SANS provides you with two practice tests as part of your GIAC attempt.  You can purchase additional tests for $99.  The impression that I get is the the practice test question bank provides enough unique questions for roughly one and a half practice tests.  Therefore, the score you get on your first practice test is going to be the best indicator of how well you can expect to do on the real test.   Subsequent practice tests will result in higher scores because of repeat questions.  My first practice test score was 88%, my second score was 96.67% and my third score was 98%.  Based on my first and second scores, I was reasonably certain my final test score would fall somewhere in between and it did.   Why did I purchase a third practice test?  Because SANS allows you to take their tests through an open book method, you can bring your SANS course material into the test with you.  The rub is that you need to be able to locate specific subject matter areas quickly if you are going to research the answer to a particular question.  The best way to do this is to create a proper index.  The methods vary, but one of the ways to ensure your best performance on a GIAC test is make sure that you are comfortable with your index.  The reason I took the third test is because I wanted one last test where I would concentrate on training myself to use my index. 

Another thing that I strongly recommend is to look up answers in the cases when you are uncertain of the answer.  The mistake I made during my first practice test was to answer some questions based on the thought that “it’s probably this answer”.  Probably isn’t a good standard to use for GIAC tests because it means you’re going to guess wrong in some circumstances.  If you know the material well and you have a good index, you should have time to look up those “probably” answers and turn them into “certainly” answers. Also, don’t be afraid to skip questions.  The test engine allows you to skip five and I used all of my skips for questions that I knew would require some extra reading and pondering.

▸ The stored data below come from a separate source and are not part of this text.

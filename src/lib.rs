//! Authoritative backend for room-based team music-trivia battles.
//!
//! Clients connect over a single WebSocket, bind to a room, and play
//! best-of matches of eight mini-game formats. All rule enforcement,
//! timing, and scoring happens here; clients only render state.

pub mod config;
pub mod content;
pub mod dto;
pub mod error;
pub mod game;
pub mod routes;
pub mod services;
pub mod state;
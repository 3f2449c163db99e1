//! WebSocket upgrade endpoint.

use axum::{
    extract::{State, WebSocketUpgrade},
    response::Response,
};

use crate::{services::websocket_service, state::SharedState};

/// `GET /ws`: upgrade and hand the socket to the service layer.
pub async fn websocket_handler(ws: WebSocketUpgrade, State(state): State<SharedState>) -> Response {
    ws.on_upgrade(move |socket| websocket_service::handle_socket(socket, state))
}
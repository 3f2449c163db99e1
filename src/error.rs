//! Application error types.

use axum::{
    Json,
    http::StatusCode,
    response::{IntoResponse, Response},
};
use serde_json::json;
use thiserror::Error;

use crate::{dto::ws::ServerMessage, game::modes::RejectReason};

/// Failures surfaced to clients, over HTTP or as a wire `error` message.
#[derive(Debug, Error)]
pub enum ServiceError {
    /// No room is registered under the given code.
    #[error("room {0} not found")]
    RoomNotFound(String),
    /// The room is at its player capacity.
    #[error("room is full")]
    RoomFull,
    /// The session token matches no seat in the room.
    #[error("unknown or expired session")]
    UnknownSession,
    /// The seat is already held by a live connection.
    #[error("seat is already connected")]
    SeatTaken,
    /// Only the host may perform this action.
    #[error("only the host can do that")]
    NotHost,
    /// The action does not fit the room's current phase.
    #[error("action not available in the {0} phase")]
    BadPhase(&'static str),
    /// The referenced player is not in the room.
    #[error("player not found")]
    PlayerNotFound,
    /// Spectators cannot perform gameplay actions.
    #[error("you are not seated on a team")]
    NotSeated,
    /// No round result is currently open to dispute.
    #[error("nothing to dispute")]
    NothingToDispute,
    /// Both teams need at least one ready player to start.
    #[error("both teams need ready players")]
    TeamsNotReady,
    /// The first message on a socket must bind it to a room.
    #[error("first message must create, join, or rejoin a room")]
    BindExpected,
    /// A payload failed validation.
    #[error("invalid payload: {0}")]
    Validation(#[from] validator::ValidationErrors),
    /// The active mode refused the submission.
    #[error(transparent)]
    Reject(#[from] RejectReason),
}

impl ServiceError {
    /// Stable machine-readable code for the wire `error` message.
    pub fn code(&self) -> &'static str {
        match self {
            ServiceError::RoomNotFound(_) => "room-not-found",
            ServiceError::RoomFull => "room-full",
            ServiceError::UnknownSession => "unknown-session",
            ServiceError::SeatTaken => "seat-taken",
            ServiceError::NotHost => "not-host",
            ServiceError::BadPhase(_) => "bad-phase",
            ServiceError::PlayerNotFound => "player-not-found",
            ServiceError::NotSeated => "not-seated",
            ServiceError::NothingToDispute => "nothing-to-dispute",
            ServiceError::TeamsNotReady => "teams-not-ready",
            ServiceError::BindExpected => "bind-expected",
            ServiceError::Validation(_) => "invalid-payload",
            ServiceError::Reject(_) => "rejected",
        }
    }

    /// Wire form pushed to the offending socket.
    pub fn to_message(&self) -> ServerMessage {
        match self {
            // Mode rejections keep their dedicated shape.
            ServiceError::Reject(reason) => ServerMessage::Rejected { reason: *reason },
            other => ServerMessage::Error {
                code: other.code().to_string(),
                message: other.to_string(),
            },
        }
    }

    fn status(&self) -> StatusCode {
        match self {
            ServiceError::RoomNotFound(_) => StatusCode::NOT_FOUND,
            ServiceError::Validation(_) => StatusCode::UNPROCESSABLE_ENTITY,
            ServiceError::RoomFull | ServiceError::SeatTaken => StatusCode::CONFLICT,
            _ => StatusCode::BAD_REQUEST,
        }
    }
}

impl IntoResponse for ServiceError {
    fn into_response(self) -> Response {
        let body = json!({
            "code": self.code(),
            "message": self.to_string(),
        });
        (self.status(), Json(body)).into_response()
    }
}

#[cfg(test)]
mod tests {
    use super::*;

    #[test]
    fn rejections_keep_the_dedicated_wire_shape() {
        let err = ServiceError::Reject(RejectReason::NotYourTurn);
        let wire = serde_json::to_value(err.to_message()).unwrap();
        assert_eq!(wire["type"], "game:rejected");
        assert_eq!(wire["reason"], "not-your-turn");
    }

    #[test]
    fn plain_errors_carry_code_and_message() {
        let err = ServiceError::RoomNotFound("AB2CD".into());
        let wire = serde_json::to_value(err.to_message()).unwrap();
        assert_eq!(wire["type"], "error");
        assert_eq!(wire["code"], "room-not-found");
    }
}
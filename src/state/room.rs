//! The room actor.
//!
//! Each room runs as a single task draining a message queue, so every
//! mutation of room state is serialized and the gameplay code stays free of
//! locks. Timers are tasks that post back into the same queue; an epoch
//! counter bumps on every re-arm so a stale timer message is recognized and
//! dropped instead of advancing a phase it no longer owns.

use std::{
    sync::{
        Arc, Mutex,
        atomic::{AtomicUsize, Ordering},
    },
    time::{Duration, Instant},
};

use indexmap::IndexMap;
use tokio::sync::{mpsc, oneshot};
use tracing::{debug, info, warn};
use uuid::Uuid;

use crate::{
    config::AppConfig,
    content::ContentLibrary,
    dto::{
        room::{ActiveRound, RoomSnapshot},
        ws::{ClientMessage, PlayerRole, ServerMessage},
    },
    error::ServiceError,
    game::{
        GameConfig, ModeSelection, TeamPair, TeamSide,
        dispute::Dispute,
        modes::{DeadlineOutcome, ModeAction, ModeData, ResolveTrigger, RevealedAnswer},
        round::{ModeBag, Round, RoundRecord},
        scoring::Scoreboard,
    },
    state::{
        phase::{PhaseEvent, RoomPhase, compute_transition},
        player::{Connection, Outbound, Player},
    },
};

/// Reply to a successful room bind.
#[derive(Debug, Clone)]
pub struct Welcome {
    /// Identity assigned (or restored) to the caller.
    pub player_id: Uuid,
    /// Token to present on `room:rejoin`.
    pub session_token: Uuid,
    /// Room code.
    pub code: String,
}
//! Wire-facing data transfer objects and their validation rules.

pub mod room;
pub mod validation;
pub mod ws;
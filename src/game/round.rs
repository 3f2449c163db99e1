//! Round progression: the mode bag a match draws from and the per-round
//! record kept for dispute re-settlement.

use rand::seq::IteratorRandom;

use crate::{
    content::ContentLibrary,
    game::{
        GameConfig, GameMode,
        modes::{ModeData, RoundResult},
        scoring::{Scoreboard, Settlement},
    },
};

/// Modes still owed to the match, one entry per future round.
#[derive(Debug, Clone)]
pub struct ModeBag {
    remaining: Vec<GameMode>,
}

impl ModeBag {
    /// Fill the bag from the room config: each enabled mode appears
    /// `rounds_per_mode` times.
    pub fn new(config: &GameConfig) -> Self {
        let mut remaining = Vec::with_capacity(config.rounds_total() as usize);
        for _ in 0..config.rounds_per_mode {
            remaining.extend(config.enabled_modes.iter().copied());
        }
        Self { remaining }
    }

    /// Rounds left to play.
    pub fn len(&self) -> usize {
        self.remaining.len()
    }

    /// Whether the match has run out of rounds.
    pub fn is_empty(&self) -> bool {
        self.remaining.is_empty()
    }

    /// Distinct modes still in the bag, for the roulette and the host pick.
    pub fn options(&self) -> Vec<GameMode> {
        let mut options = Vec::new();
        for &mode in &self.remaining {
            if !options.contains(&mode) {
                options.push(mode);
            }
        }
        options
    }

    /// Draw one mode uniformly at random.
    pub fn draw_random(&mut self) -> Option<GameMode> {
        let index = (0..self.remaining.len()).choose(&mut rand::rng())?;
        Some(self.remaining.swap_remove(index))
    }

    /// Remove one instance of a host-picked mode. Fails when the pick is not
    /// in the bag.
    pub fn take(&mut self, mode: GameMode) -> bool {
        match self.remaining.iter().position(|&m| m == mode) {
            Some(index) => {
                self.remaining.swap_remove(index);
                true
            }
            None => false,
        }
    }
}

/// One in-flight round.
#[derive(Debug)]
pub struct Round {
    /// 1-based round number within the match.
    pub number: u32,
    /// Mode-specific state, answer key included.
    pub data: ModeData,
}

impl Round {
    /// Start round `number` in the given mode, pulling fresh content.
    pub fn new(
        number: u32,
        mode: GameMode,
        content: &dyn ContentLibrary,
        config: &GameConfig,
    ) -> Self {
        Self {
            number,
            data: ModeData::init(mode, content, config),
        }
    }
}

/// Settled round kept in the match history. The pre-round board makes an
/// accepted dispute a pure re-application.
#[derive(Debug)]
pub struct RoundRecord {
    /// Round number the record belongs to.
    pub number: u32,
    /// Outcome as announced.
    pub result: RoundResult,
    /// Score movement as announced.
    pub settlement: Settlement,
    /// Scoreboard snapshot taken before the result was applied.
    pub board_before: Scoreboard,
}

#[cfg(test)]
mod tests {
    use super::*;

    fn config(modes: &[GameMode], rounds_per_mode: u32) -> GameConfig {
        GameConfig {
            enabled_modes: modes.to_vec(),
            rounds_per_mode,
            ..GameConfig::default()
        }
    }

    #[test]
    fn bag_holds_one_entry_per_round() {
        let bag = ModeBag::new(&config(&[GameMode::Buzzer, GameMode::Mytho], 3));
        assert_eq!(bag.len(), 6);
        assert_eq!(bag.options(), vec![GameMode::Buzzer, GameMode::Mytho]);
    }

    #[test]
    fn host_pick_removes_a_single_instance() {
        let mut bag = ModeBag::new(&config(&[GameMode::Buzzer, GameMode::Mytho], 2));
        assert!(bag.take(GameMode::Buzzer));
        assert!(bag.take(GameMode::Buzzer));
        assert!(!bag.take(GameMode::Buzzer));
        assert_eq!(bag.len(), 2);
    }

    #[test]
    fn random_draws_empty_the_bag() {
        let mut bag = ModeBag::new(&config(&[GameMode::FeatChain], 2));
        assert!(bag.draw_random().is_some());
        assert!(bag.draw_random().is_some());
        assert!(bag.draw_random().is_none());
        assert!(bag.is_empty());
    }
}
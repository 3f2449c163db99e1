//! Buzzer mode: open question, first buzz locks an exclusive answer window.
//!
//! A wrong answer (or an expired answer window) locks that team out and
//! reopens buzzing for the other team. With both teams locked out the round
//! ends with no winner and no damage.

use serde::Serialize;

use crate::{
    config::PhaseTimers,
    content::BuzzerQuestion,
    game::{
        GameMode, TeamPair, TeamSide,
        modes::{
            Accepted, DeadlineOutcome, ModeAction, ModeEvent, RejectReason, ResolveTrigger,
            RevealedAnswer, RoundResult, SubmitCtx, answer_text,
        },
    },
};

#[derive(Debug)]
enum Stage {
    /// Waiting for a buzz. `eligible` narrows to one team after a lockout.
    Open { eligible: Option<TeamSide> },
    /// A buzz holds the floor; only the buzzing team may answer.
    Answering { team: TeamSide },
}

/// In-progress state of a buzzer round.
#[derive(Debug)]
pub struct BuzzerData {
    question: BuzzerQuestion,
    stage: Stage,
    locked_out: TeamPair<bool>,
    winner: Option<TeamSide>,
    dead: bool,
}

impl BuzzerData {
    /// Start a buzzer round with both teams eligible.
    pub fn new(question: BuzzerQuestion) -> Self {
        Self {
            question,
            stage: Stage::Open { eligible: None },
            locked_out: TeamPair::default(),
            winner: None,
            dead: false,
        }
    }

    /// Lock `team` out and reopen for the other team, or kill the round when
    /// both teams have failed.
    fn lock_out(&mut self, team: TeamSide) -> Option<ModeEvent> {
        *self.locked_out.get_mut(team) = true;
        let other = team.opponent();
        if *self.locked_out.get(other) {
            self.dead = true;
            return None;
        }
        self.stage = Stage::Open {
            eligible: Some(other),
        };
        Some(ModeEvent::BuzzReopened { eligible: other })
    }

    pub(super) fn submit(
        &mut self,
        ctx: &SubmitCtx<'_>,
        action: ModeAction,
    ) -> Result<Accepted, RejectReason> {
        if self.dead || self.winner.is_some() {
            return Err(RejectReason::WindowClosed);
        }
        match &self.stage {
            Stage::Open { eligible } => {
                if !matches!(action, ModeAction::Buzz) {
                    return Err(RejectReason::UnexpectedPayload);
                }
                if *self.locked_out.get(ctx.team) {
                    return Err(RejectReason::WindowClosed);
                }
                if eligible.is_some_and(|side| side != ctx.team) {
                    return Err(RejectReason::WindowClosed);
                }
                self.stage = Stage::Answering { team: ctx.team };
                Ok(Accepted::with_window(
                    vec![ModeEvent::BuzzResult {
                        team: ctx.team,
                        player: ctx.player,
                    }],
                    ctx.timers.answer_window,
                ))
            }
            Stage::Answering { team } => {
                let team = *team;
                // A second buzz while the floor is held is just late.
                if matches!(action, ModeAction::Buzz) {
                    return Err(RejectReason::WindowClosed);
                }
                let text = answer_text(action)?;
                // The buzz locks the floor for the whole team, so any
                // teammate may deliver the answer.
                if ctx.team != team {
                    return Err(RejectReason::NotYourTurn);
                }
                if ctx.policy.matches(&self.question.answer, &text) {
                    self.winner = Some(team);
                    return Ok(Accepted::events(vec![ModeEvent::AnswerResult {
                        player: ctx.player,
                        team,
                        correct: true,
                    }]));
                }
                let mut events = vec![ModeEvent::AnswerResult {
                    player: ctx.player,
                    team,
                    correct: false,
                }];
                let reopened = self.lock_out(team);
                events.extend(reopened);
                if self.dead {
                    Ok(Accepted::events(events))
                } else {
                    Ok(Accepted::with_window(events, ctx.timers.active))
                }
            }
        }
    }

    pub(super) fn is_complete(&self) -> bool {
        self.dead || self.winner.is_some()
    }

    pub(super) fn on_deadline(&mut self, timers: &PhaseTimers) -> DeadlineOutcome {
        match &self.stage {
            // Nobody buzzed in time.
            Stage::Open { .. } => DeadlineOutcome::Complete,
            // The buzzing team let its answer window lapse.
            Stage::Answering { team } => {
                let team = *team;
                match self.lock_out(team) {
                    Some(event) => DeadlineOutcome::Extended {
                        events: vec![event],
                        window: timers.active,
                    },
                    None => DeadlineOutcome::Complete,
                }
            }
        }
    }

    pub(super) fn resolve(&self, trigger: ResolveTrigger) -> RoundResult {
        let reveal = RevealedAnswer::Text(self.question.answer.clone());
        if trigger == ResolveTrigger::Skipped {
            return RoundResult::draw(GameMode::Buzzer, reveal);
        }
        match self.winner {
            Some(team) => RoundResult::new(GameMode::Buzzer, Some(team), reveal),
            // Unanswered questions damage nobody.
            None => RoundResult::draw(GameMode::Buzzer, reveal),
        }
    }

    pub(super) fn public_view(&self) -> BuzzerPublic {
        let (locked_by, eligible) = match &self.stage {
            Stage::Open { eligible } => (None, *eligible),
            Stage::Answering { team } => (Some(*team), None),
        };
        BuzzerPublic {
            question: self.question.question.clone(),
            locked_by,
            eligible,
        }
    }
}

/// Client-visible buzzer state.
#[derive(Debug, Clone, Serialize)]
pub struct BuzzerPublic {
    /// The open question.
    pub question: String,
    /// Team currently holding the floor, if any.
    pub locked_by: Option<TeamSide>,
    /// Only team still allowed to buzz, after a lockout.
    pub eligible: Option<TeamSide>,
}

#[cfg(test)]
mod tests {
    use uuid::Uuid;

    use super::*;
    use crate::game::text::MatchPolicy;

    fn question() -> BuzzerQuestion {
        BuzzerQuestion {
            question: "Which band released 'Paranoid Android'?".into(),
            answer: "Radiohead".into(),
        }
    }

    fn ctx<'a>(
        player: Uuid,
        team: TeamSide,
        policy: &'a MatchPolicy,
        timers: &'a PhaseTimers,
    ) -> SubmitCtx<'a> {
        SubmitCtx {
            player,
            team,
            policy,
            timers,
            team_connected: TeamPair::splat(1),
        }
    }

    #[test]
    fn first_buzz_locks_the_floor() {
        let policy = MatchPolicy::default();
        let timers = PhaseTimers::default();
        let mut data = BuzzerData::new(question());
        let fast = Uuid::new_v4();
        let slow = Uuid::new_v4();

        let accepted = data
            .submit(&ctx(fast, TeamSide::B, &policy, &timers), ModeAction::Buzz)
            .unwrap();
        assert_eq!(accepted.window, Some(timers.answer_window));

        // The losing buzz arrives a beat later and bounces.
        let err = data
            .submit(&ctx(slow, TeamSide::A, &policy, &timers), ModeAction::Buzz)
            .unwrap_err();
        assert_eq!(err, RejectReason::WindowClosed);

        // Only the buzzing team may answer.
        let err = data
            .submit(
                &ctx(slow, TeamSide::A, &policy, &timers),
                ModeAction::Answer("Radiohead".into()),
            )
            .unwrap_err();
        assert_eq!(err, RejectReason::NotYourTurn);

        data.submit(
            &ctx(fast, TeamSide::B, &policy, &timers),
            ModeAction::Answer("radiohead".into()),
        )
        .unwrap();
        assert!(data.is_complete());
        assert_eq!(data.resolve(ResolveTrigger::Natural).winner, Some(TeamSide::B));
    }

    #[test]
    fn buzz_locks_the_floor_for_the_whole_team() {
        let policy = MatchPolicy::default();
        let timers = PhaseTimers::default();
        let mut data = BuzzerData::new(question());
        let buzzer = Uuid::new_v4();
        let teammate = Uuid::new_v4();

        data.submit(&ctx(buzzer, TeamSide::A, &policy, &timers), ModeAction::Buzz)
            .unwrap();

        // A teammate of the buzzer may deliver the answer.
        let accepted = data
            .submit(
                &ctx(teammate, TeamSide::A, &policy, &timers),
                ModeAction::Answer("Radiohead".into()),
            )
            .unwrap();
        assert!(matches!(
            accepted.events.as_slice(),
            [ModeEvent::AnswerResult { player, correct: true, .. }] if *player == teammate
        ));
        assert_eq!(data.resolve(ResolveTrigger::Natural).winner, Some(TeamSide::A));
    }

    #[test]
    fn wrong_answer_reopens_for_the_other_team() {
        let policy = MatchPolicy::default();
        let timers = PhaseTimers::default();
        let mut data = BuzzerData::new(question());
        let player = Uuid::new_v4();

        data.submit(&ctx(player, TeamSide::A, &policy, &timers), ModeAction::Buzz)
            .unwrap();
        let accepted = data
            .submit(
                &ctx(player, TeamSide::A, &policy, &timers),
                ModeAction::Answer("Muse".into()),
            )
            .unwrap();
        assert!(matches!(
            accepted.events.as_slice(),
            [
                ModeEvent::AnswerResult { correct: false, .. },
                ModeEvent::BuzzReopened {
                    eligible: TeamSide::B
                }
            ]
        ));

        // Team A is locked out for the rest of the round.
        let err = data
            .submit(&ctx(player, TeamSide::A, &policy, &timers), ModeAction::Buzz)
            .unwrap_err();
        assert_eq!(err, RejectReason::WindowClosed);
    }

    #[test]
    fn both_lockouts_end_with_no_damage() {
        let policy = MatchPolicy::default();
        let timers = PhaseTimers::default();
        let mut data = BuzzerData::new(question());

        for team in TeamSide::BOTH {
            let player = Uuid::new_v4();
            data.submit(&ctx(player, team, &policy, &timers), ModeAction::Buzz)
                .unwrap();
            data.submit(
                &ctx(player, team, &policy, &timers),
                ModeAction::Answer("Oasis".into()),
            )
            .unwrap();
        }

        assert!(data.is_complete());
        let result = data.resolve(ResolveTrigger::Natural);
        assert_eq!(result.winner, None);
        assert!(result.losers.is_empty());
    }

    #[test]
    fn lapsed_answer_window_locks_the_buzzing_team_out() {
        let policy = MatchPolicy::default();
        let timers = PhaseTimers::default();
        let mut data = BuzzerData::new(question());

        data.submit(
            &ctx(Uuid::new_v4(), TeamSide::A, &policy, &timers),
            ModeAction::Buzz,
        )
        .unwrap();
        match data.on_deadline(&timers) {
            DeadlineOutcome::Extended { events, .. } => assert!(matches!(
                events.as_slice(),
                [ModeEvent::BuzzReopened {
                    eligible: TeamSide::B
                }]
            )),
            other => panic!("expected a reopen, got {other:?}"),
        }
    }
}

I’ll be heading out to CEIC tomorrow and I’m looking forward to giving my presentation on Adobe Flash Cookies and meeting new people as well as people I normally just get to communicate with in the virtual world.  One of the reasons  I like going to these conferences is that I can finally meet in person those who I have only communicated with through email, twitter, etc.   They’re a very useful way to keep up on industry trends, tools and techniques.  It’s very powerful having so much knowledge from the community under one roof for a short amount of time.

It’s also a moral imperative that I get a Bacon N’ Egg burger at LBS.  I admit it.  I think with my stomach.  If you actually read this blog and you see me at CEIC, I’d like to know your thoughts on what you think of the blog so far.


  1. Your blog is being read in Saudi Arabia!!! I think it is outstanding and quite informative. Great job!


  2. The blog is good. You've addressed the Kindle, which was a good niche piece, and you've got the Flash stuff brewing.

    I'll admit though, I'm not sure what the "TIM" reference is as it relates to Tableau - could you explain?

  3. Thanks for the kind words, Fred and Crosser.

    I have added a link to the TIM program in the original blog post so you can check it out. TIM is Tableau's imaging software that can achieve some pretty fantastic speeds when you use it with a Tableau write blocking product.

  4. Thanks for the information ericjhuber..,, :)

    im preparing for GCFA exam, as i purchased the practice test,, i just wanted to know that the questions which r there in practice test are similar to the questions coming in exam..

    m so worried abt the exam as its very big amount we need to effort..

    pls mail me


  5. Ray,

    Unfortunately, there isn't much more I can do to help than what I've already posted in this blog post.

    How did you do on the practice test?

  6. Thanks for the good advice, I am gearing up to write the test in November. A bit nervous, but I have spent lots of time preparig (and learned tons!)